▶ PROMPT: If a line of the material contains "filled", copy it.

▶ RECORDS FOR THE EXERCISE:

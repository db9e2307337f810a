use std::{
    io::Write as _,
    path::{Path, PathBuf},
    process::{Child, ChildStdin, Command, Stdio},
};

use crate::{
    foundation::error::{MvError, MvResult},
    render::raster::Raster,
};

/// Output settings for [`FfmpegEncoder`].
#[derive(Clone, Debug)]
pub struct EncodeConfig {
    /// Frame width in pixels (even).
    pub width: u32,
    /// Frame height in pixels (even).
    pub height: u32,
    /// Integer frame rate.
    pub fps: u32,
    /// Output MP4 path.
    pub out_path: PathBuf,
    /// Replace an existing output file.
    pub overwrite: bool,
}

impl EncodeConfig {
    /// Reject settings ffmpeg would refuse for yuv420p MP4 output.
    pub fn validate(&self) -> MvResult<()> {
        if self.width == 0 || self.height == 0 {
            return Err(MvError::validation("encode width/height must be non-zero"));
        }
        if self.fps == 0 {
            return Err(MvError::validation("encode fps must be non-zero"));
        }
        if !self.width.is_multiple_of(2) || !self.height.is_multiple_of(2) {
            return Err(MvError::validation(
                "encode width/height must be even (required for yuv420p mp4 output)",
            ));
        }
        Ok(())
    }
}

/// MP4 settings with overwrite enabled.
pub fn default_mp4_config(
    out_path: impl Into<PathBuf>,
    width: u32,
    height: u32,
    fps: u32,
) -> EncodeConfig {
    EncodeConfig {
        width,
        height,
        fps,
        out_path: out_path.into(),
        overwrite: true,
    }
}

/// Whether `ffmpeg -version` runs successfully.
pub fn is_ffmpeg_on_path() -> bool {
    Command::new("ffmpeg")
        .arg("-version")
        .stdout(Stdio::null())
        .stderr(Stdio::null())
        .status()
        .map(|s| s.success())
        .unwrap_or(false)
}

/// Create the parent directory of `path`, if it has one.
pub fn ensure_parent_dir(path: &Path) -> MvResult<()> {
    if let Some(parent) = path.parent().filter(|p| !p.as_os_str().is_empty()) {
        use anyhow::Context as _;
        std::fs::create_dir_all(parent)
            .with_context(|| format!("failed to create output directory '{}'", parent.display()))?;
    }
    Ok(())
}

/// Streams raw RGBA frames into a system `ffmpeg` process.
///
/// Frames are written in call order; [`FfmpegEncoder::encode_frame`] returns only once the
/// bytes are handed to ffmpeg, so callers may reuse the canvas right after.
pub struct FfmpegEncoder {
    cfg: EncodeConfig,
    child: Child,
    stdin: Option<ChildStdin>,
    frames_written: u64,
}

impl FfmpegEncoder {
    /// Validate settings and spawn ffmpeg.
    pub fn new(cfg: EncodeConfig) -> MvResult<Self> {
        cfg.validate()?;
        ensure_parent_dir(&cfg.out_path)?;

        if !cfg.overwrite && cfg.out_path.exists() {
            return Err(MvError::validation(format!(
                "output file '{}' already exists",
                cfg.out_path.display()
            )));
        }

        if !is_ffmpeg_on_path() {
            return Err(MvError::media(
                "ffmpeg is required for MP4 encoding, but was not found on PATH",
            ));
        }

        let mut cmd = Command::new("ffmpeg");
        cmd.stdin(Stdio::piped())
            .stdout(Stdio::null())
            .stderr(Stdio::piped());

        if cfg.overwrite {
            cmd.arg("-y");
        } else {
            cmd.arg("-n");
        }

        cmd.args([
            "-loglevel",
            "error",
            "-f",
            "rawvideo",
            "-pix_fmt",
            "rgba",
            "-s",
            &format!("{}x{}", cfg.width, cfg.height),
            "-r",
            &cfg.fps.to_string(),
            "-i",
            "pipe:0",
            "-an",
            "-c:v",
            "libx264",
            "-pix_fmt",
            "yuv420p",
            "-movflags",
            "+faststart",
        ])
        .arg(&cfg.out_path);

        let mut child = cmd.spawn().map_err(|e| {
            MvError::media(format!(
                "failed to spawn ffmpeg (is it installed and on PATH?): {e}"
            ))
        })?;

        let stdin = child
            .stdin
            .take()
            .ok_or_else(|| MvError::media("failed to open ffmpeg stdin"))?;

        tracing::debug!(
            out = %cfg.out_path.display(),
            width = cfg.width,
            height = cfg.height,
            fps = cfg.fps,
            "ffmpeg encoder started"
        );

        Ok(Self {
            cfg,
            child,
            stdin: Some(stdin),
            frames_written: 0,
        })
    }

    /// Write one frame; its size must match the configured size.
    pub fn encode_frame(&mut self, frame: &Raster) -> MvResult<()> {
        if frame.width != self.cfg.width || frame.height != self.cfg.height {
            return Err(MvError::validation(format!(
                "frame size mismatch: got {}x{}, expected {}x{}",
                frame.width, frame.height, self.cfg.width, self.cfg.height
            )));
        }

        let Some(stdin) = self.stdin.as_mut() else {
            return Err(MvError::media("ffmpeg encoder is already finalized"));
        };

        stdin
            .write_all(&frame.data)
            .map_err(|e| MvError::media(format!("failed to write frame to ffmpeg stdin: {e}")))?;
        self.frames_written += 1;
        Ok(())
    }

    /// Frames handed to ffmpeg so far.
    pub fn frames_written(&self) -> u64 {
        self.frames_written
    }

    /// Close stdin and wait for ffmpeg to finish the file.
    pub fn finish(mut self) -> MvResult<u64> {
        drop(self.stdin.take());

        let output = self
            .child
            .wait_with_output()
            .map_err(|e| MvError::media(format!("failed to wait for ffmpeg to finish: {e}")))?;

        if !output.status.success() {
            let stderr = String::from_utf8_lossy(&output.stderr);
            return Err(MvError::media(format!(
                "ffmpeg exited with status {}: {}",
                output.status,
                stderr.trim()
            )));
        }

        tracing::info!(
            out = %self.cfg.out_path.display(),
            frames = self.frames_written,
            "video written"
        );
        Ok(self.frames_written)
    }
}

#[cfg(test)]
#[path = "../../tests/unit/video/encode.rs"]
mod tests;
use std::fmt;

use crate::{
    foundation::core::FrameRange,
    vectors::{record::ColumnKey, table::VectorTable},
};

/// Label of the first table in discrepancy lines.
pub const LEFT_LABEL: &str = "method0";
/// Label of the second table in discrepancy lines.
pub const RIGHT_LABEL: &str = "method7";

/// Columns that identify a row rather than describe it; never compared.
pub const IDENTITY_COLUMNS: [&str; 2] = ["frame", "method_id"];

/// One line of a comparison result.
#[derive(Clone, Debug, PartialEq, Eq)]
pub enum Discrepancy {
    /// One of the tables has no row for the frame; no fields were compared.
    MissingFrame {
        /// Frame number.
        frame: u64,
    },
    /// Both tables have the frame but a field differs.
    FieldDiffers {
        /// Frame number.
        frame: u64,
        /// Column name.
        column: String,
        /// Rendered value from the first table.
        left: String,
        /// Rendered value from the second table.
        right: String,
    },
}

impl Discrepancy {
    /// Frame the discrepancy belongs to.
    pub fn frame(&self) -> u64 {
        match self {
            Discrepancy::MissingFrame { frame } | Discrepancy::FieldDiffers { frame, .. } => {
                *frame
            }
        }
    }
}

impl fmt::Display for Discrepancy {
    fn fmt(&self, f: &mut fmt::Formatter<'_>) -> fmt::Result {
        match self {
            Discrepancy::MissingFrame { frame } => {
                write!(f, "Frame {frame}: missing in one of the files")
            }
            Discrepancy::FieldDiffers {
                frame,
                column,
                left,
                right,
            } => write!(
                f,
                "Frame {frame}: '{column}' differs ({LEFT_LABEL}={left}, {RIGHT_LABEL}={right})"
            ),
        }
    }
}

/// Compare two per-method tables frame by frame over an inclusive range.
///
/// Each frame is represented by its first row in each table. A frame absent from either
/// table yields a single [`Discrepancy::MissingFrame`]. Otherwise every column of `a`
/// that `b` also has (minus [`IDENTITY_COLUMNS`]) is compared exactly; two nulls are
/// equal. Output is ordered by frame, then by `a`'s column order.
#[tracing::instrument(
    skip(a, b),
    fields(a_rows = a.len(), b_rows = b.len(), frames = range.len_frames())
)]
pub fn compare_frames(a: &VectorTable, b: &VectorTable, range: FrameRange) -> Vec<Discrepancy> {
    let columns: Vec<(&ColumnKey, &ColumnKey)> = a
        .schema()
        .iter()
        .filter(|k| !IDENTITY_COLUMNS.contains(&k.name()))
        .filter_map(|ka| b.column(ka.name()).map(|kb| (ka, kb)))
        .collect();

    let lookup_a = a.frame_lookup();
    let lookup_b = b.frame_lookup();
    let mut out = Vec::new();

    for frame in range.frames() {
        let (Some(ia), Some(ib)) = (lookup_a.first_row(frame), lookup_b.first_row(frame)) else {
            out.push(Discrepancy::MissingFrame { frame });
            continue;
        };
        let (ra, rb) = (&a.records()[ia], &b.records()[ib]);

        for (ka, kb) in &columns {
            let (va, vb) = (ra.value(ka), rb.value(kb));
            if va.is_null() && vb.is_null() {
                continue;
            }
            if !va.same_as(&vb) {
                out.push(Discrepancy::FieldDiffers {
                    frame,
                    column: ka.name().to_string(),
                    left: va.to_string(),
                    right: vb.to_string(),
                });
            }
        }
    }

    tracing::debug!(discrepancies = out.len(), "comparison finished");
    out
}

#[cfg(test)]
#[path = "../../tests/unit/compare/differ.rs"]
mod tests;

--

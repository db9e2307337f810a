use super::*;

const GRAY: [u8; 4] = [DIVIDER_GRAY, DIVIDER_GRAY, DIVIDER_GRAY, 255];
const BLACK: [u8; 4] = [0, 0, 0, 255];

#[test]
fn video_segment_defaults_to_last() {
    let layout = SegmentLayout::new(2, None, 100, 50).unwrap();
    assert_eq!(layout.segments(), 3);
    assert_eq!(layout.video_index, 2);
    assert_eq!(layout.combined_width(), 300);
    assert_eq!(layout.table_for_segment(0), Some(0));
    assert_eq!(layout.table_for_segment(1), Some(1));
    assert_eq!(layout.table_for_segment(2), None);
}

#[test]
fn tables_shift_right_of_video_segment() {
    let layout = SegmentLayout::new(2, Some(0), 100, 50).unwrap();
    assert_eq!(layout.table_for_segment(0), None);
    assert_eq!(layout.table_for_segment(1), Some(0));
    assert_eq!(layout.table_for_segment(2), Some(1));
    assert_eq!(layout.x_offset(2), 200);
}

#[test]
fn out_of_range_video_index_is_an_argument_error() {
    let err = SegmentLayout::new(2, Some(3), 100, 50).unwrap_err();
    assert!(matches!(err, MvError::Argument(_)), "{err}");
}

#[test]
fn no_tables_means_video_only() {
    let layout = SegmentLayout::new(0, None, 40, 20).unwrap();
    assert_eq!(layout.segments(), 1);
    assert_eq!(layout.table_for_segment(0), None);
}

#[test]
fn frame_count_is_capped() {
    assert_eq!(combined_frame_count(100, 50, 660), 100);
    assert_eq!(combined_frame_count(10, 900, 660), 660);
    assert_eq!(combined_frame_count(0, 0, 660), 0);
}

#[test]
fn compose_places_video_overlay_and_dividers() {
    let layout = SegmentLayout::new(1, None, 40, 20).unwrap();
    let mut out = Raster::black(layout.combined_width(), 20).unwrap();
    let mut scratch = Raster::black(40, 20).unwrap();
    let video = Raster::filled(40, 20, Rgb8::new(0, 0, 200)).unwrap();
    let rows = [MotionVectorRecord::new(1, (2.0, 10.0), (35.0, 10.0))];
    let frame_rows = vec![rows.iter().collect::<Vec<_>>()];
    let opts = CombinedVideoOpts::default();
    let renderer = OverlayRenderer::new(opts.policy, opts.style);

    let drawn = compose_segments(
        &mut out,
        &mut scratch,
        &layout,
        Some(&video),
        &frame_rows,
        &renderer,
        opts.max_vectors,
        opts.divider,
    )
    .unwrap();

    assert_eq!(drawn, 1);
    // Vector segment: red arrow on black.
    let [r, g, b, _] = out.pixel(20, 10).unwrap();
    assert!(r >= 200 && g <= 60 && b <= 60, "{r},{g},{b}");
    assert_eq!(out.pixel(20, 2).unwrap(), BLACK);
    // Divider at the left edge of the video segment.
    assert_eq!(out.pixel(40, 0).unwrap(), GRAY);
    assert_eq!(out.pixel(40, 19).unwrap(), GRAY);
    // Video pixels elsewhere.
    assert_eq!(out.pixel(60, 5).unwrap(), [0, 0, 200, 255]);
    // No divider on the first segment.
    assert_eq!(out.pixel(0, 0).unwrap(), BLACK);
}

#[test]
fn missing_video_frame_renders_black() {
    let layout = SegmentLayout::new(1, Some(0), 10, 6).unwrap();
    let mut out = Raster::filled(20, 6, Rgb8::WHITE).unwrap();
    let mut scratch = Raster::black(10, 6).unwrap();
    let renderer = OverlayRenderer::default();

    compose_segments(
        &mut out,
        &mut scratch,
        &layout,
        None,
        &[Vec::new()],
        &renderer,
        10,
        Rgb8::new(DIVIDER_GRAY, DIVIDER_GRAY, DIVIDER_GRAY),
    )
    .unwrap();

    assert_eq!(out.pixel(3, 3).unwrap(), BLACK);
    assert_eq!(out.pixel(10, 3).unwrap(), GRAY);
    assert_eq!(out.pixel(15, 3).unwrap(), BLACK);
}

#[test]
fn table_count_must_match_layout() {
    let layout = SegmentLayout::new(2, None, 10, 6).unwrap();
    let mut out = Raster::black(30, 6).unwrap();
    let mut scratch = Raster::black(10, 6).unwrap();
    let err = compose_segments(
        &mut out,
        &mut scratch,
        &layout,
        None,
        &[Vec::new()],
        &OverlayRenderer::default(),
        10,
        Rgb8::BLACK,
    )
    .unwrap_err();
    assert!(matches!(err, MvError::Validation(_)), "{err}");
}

▶ TASK OUTPUT:
    let video = Raster::filled(40, 20, Rgb8::new(0, 0, 200)).unwrap();
    let mut out = Raster::filled(20, 6, Rgb8::WHITE).unwrap();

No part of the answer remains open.